▶ [Study material]

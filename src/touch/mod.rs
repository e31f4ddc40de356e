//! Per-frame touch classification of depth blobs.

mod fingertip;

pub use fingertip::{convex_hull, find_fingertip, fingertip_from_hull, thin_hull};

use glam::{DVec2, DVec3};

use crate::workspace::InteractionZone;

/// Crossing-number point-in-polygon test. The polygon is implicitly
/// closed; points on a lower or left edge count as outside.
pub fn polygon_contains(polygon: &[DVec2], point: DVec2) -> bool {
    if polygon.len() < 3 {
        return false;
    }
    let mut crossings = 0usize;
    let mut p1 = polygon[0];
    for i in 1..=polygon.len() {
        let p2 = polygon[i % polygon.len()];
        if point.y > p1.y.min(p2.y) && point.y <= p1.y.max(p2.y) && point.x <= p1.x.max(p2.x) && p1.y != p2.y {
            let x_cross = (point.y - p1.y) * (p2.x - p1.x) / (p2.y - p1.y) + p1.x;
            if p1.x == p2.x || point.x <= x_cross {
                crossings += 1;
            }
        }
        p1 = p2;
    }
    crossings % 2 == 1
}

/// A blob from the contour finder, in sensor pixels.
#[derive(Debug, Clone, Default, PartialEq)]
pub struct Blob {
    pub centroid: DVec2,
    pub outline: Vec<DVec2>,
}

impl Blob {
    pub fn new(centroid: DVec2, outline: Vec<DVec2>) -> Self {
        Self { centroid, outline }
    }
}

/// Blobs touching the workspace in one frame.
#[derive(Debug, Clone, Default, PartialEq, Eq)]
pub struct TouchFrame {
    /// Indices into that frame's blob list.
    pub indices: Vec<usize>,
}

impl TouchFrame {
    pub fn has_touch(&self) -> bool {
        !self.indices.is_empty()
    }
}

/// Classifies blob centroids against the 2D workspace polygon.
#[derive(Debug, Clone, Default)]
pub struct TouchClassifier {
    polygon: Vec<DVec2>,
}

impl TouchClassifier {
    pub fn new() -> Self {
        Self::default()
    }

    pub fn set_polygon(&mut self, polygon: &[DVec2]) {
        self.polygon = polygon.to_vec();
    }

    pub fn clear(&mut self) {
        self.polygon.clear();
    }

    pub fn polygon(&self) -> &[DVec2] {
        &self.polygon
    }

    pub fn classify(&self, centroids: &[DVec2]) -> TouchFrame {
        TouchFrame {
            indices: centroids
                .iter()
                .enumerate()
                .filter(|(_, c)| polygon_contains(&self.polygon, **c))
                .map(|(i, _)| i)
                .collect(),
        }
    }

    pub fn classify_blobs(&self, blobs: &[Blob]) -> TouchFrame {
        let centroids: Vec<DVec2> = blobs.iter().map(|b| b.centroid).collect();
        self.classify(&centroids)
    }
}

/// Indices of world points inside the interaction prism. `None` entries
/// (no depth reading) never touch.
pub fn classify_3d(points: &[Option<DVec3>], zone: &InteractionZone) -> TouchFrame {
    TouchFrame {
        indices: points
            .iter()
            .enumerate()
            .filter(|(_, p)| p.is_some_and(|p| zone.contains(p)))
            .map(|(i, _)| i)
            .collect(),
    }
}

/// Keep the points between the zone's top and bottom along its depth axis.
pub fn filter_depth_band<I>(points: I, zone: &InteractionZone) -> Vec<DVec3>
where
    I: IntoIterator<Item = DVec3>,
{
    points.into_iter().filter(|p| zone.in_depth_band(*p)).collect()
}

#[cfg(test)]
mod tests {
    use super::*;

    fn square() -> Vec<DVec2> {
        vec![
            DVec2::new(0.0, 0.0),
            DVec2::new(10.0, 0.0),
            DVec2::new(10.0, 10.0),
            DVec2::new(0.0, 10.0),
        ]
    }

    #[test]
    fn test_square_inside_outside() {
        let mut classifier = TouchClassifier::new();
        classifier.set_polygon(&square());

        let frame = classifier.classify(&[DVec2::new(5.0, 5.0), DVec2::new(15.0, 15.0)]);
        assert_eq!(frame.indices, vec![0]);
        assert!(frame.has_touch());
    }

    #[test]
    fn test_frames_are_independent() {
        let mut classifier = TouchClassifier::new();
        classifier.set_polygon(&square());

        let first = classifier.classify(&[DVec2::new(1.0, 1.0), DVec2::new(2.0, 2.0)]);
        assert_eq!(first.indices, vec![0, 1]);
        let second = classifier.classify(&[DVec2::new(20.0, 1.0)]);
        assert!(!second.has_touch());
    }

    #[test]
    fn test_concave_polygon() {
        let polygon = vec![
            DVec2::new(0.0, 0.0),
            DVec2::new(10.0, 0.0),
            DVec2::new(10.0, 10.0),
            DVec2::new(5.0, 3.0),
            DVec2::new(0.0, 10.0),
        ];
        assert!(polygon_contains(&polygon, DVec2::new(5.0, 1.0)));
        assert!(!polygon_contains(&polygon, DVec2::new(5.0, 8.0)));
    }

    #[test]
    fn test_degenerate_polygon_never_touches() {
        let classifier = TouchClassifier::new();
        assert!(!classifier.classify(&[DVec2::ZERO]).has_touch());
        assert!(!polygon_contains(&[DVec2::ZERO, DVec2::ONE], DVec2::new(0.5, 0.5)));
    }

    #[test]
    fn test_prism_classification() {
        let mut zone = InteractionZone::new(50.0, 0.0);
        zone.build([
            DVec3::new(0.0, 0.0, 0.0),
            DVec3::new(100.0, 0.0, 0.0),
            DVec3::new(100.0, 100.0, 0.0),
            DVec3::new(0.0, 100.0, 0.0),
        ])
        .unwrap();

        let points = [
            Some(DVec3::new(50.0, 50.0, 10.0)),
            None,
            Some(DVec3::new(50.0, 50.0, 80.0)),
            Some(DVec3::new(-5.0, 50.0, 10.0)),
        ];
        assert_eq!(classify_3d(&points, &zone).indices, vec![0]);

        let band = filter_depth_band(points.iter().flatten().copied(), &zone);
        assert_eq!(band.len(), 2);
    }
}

▶ [The problem] Quote each line of the data above exactly as written.

▶ [Exercise answer]
filename src/touch/mod.rs
repository e31f4ddc40de356e
//! Per-frame touch classification of depth blobs.

mod fingertip;

pub use fingertip::{convex_hull, find_fingertip, fingertip_from_hull, thin_hull};

use glam::{DVec2, DVec3};

use crate::workspace::InteractionZone;

/// Crossing-number point-in-polygon test. The polygon is implicitly
/// closed; points on a lower or left edge count as outside.
pub fn polygon_contains(polygon: &[DVec2], point: DVec2) -> bool {
    if polygon.len() < 3 {
        return false;
    }
    let mut crossings = 0usize;
    let mut p1 = polygon[0];
    for i in 1..=polygon.len() {
        let p2 = polygon[i % polygon.len()];
        if point.y > p1.y.min(p2.y) && point.y <= p1.y.max(p2.y) && point.x <= p1.x.max(p2.x) && p1.y != p2.y {
            let x_cross = (point.y - p1.y) * (p2.x - p1.x) / (p2.y - p1.y) + p1.x;
            if p1.x == p2.x || point.x <= x_cross {
                crossings += 1;
            }
        }
        p1 = p2;
    }
    crossings % 2 == 1
}

/// A blob from the contour finder, in sensor pixels.
#[derive(Debug, Clone, Default, PartialEq)]
pub struct Blob {
    pub centroid: DVec2,
    pub outline: Vec<DVec2>,
}

impl Blob {
    pub fn new(centroid: DVec2, outline: Vec<DVec2>) -> Self {
        Self { centroid, outline }
    }
}

/// Blobs touching the workspace in one frame.
#[derive(Debug, Clone, Default, PartialEq, Eq)]
pub struct TouchFrame {
    /// Indices into that frame's blob list.
    pub indices: Vec<usize>,
}

impl TouchFrame {
    pub fn has_touch(&self) -> bool {
        !self.indices.is_empty()
    }
}

/// Classifies blob centroids against the 2D workspace polygon.
#[derive(Debug, Clone, Default)]
pub struct TouchClassifier {
    polygon: Vec<DVec2>,
}

impl TouchClassifier {
    pub fn new() -> Self {
        Self::default()
    }

    pub fn set_polygon(&mut self, polygon: &[DVec2]) {
        self.polygon = polygon.to_vec();
    }

    pub fn clear(&mut self) {
        self.polygon.clear();
    }

    pub fn polygon(&self) -> &[DVec2] {
        &self.polygon
    }

    pub fn classify(&self, centroids: &[DVec2]) -> TouchFrame {
        TouchFrame {
            indices: centroids
                .iter()
                .enumerate()
                .filter(|(_, c)| polygon_contains(&self.polygon, **c))
                .map(|(i, _)| i)
                .collect(),
        }
    }

    pub fn classify_blobs(&self, blobs: &[Blob]) -> TouchFrame {
        let centroids: Vec<DVec2> = blobs.iter().map(|b| b.centroid).collect();
        self.classify(&centroids)
    }
}

/// Indices of world points inside the interaction prism. `None` entries
/// (no depth reading) never touch.
pub fn classify_3d(points: &[Option<DVec3>], zone: &InteractionZone) -> TouchFrame {
    TouchFrame {
        indices: points
            .iter()
            .enumerate()
            .filter(|(_, p)| p.is_some_and(|p| zone.contains(p)))
            .map(|(i, _)| i)
            .collect(),
    }
}

/// Keep the points between the zone's top and bottom along its depth axis.
pub fn filter_depth_band<I>(points: I, zone: &InteractionZone) -> Vec<DVec3>
where
    I: IntoIterator<Item = DVec3>,
{
    points.into_iter().filter(|p| zone.in_depth_band(*p)).collect()
}

#[cfg(test)]
mod tests {
    use super::*;

    fn square() -> Vec<DVec2> {
        vec![
            DVec2::new(0.0, 0.0),
            DVec2::new(10.0, 0.0),
            DVec2::new(10.0, 10.0),
            DVec2::new(0.0, 10.0),
        ]
    }

    #[test]
    fn test_square_inside_outside() {
        let mut classifier = TouchClassifier::new();
        classifier.set_polygon(&square());

        let frame = classifier.classify(&[DVec2::new(5.0, 5.0), DVec2::new(15.0, 15.0)]);
        assert_eq!(frame.indices, vec![0]);
        assert!(frame.has_touch());
    }

    #[test]
    fn test_frames_are_independent() {
        let mut classifier = TouchClassifier::new();
        classifier.set_polygon(&square());

        let first = classifier.classify(&[DVec2::new(1.0, 1.0), DVec2::new(2.0, 2.0)]);
        assert_eq!(first.indices, vec![0, 1]);
        let second = classifier.classify(&[DVec2::new(20.0, 1.0)]);
        assert!(!second.has_touch());
    }

    #[test]
    fn test_concave_polygon() {
        let polygon = vec![
            DVec2::new(0.0, 0.0),
            DVec2::new(10.0, 0.0),
            DVec2::new(10.0, 10.0),
            DVec2::new(5.0, 3.0),
            DVec2::new(0.0, 10.0),
        ];
        assert!(polygon_contains(&polygon, DVec2::new(5.0, 1.0)));
        assert!(!polygon_contains(&polygon, DVec2::new(5.0, 8.0)));
    }

    #[test]
    fn test_degenerate_polygon_never_touches() {
        let classifier = TouchClassifier::new();
        assert!(!classifier.classify(&[DVec2::ZERO]).has_touch());
        assert!(!polygon_contains(&[DVec2::ZERO, DVec2::ONE], DVec2::new(0.5, 0.5)));
    }

    #[test]
    fn test_prism_classification() {
        let mut zone = InteractionZone::new(50.0, 0.0);
        zone.build([
            DVec3::new(0.0, 0.0, 0.0),
            DVec3::new(100.0, 0.0, 0.0),
            DVec3::new(100.0, 100.0, 0.0),
            DVec3::new(0.0, 100.0, 0.0),
        ])
        .unwrap();

        let points = [
            Some(DVec3::new(50.0, 50.0, 10.0)),
            None,
            Some(DVec3::new(50.0, 50.0, 80.0)),
            Some(DVec3::new(-5.0, 50.0, 10.0)),
        ];
        assert_eq!(classify_3d(&points, &zone).indices, vec![0]);

        let band = filter_depth_band(points.iter().flatten().copied(), &zone);
        assert_eq!(band.len(), 2);
    }
}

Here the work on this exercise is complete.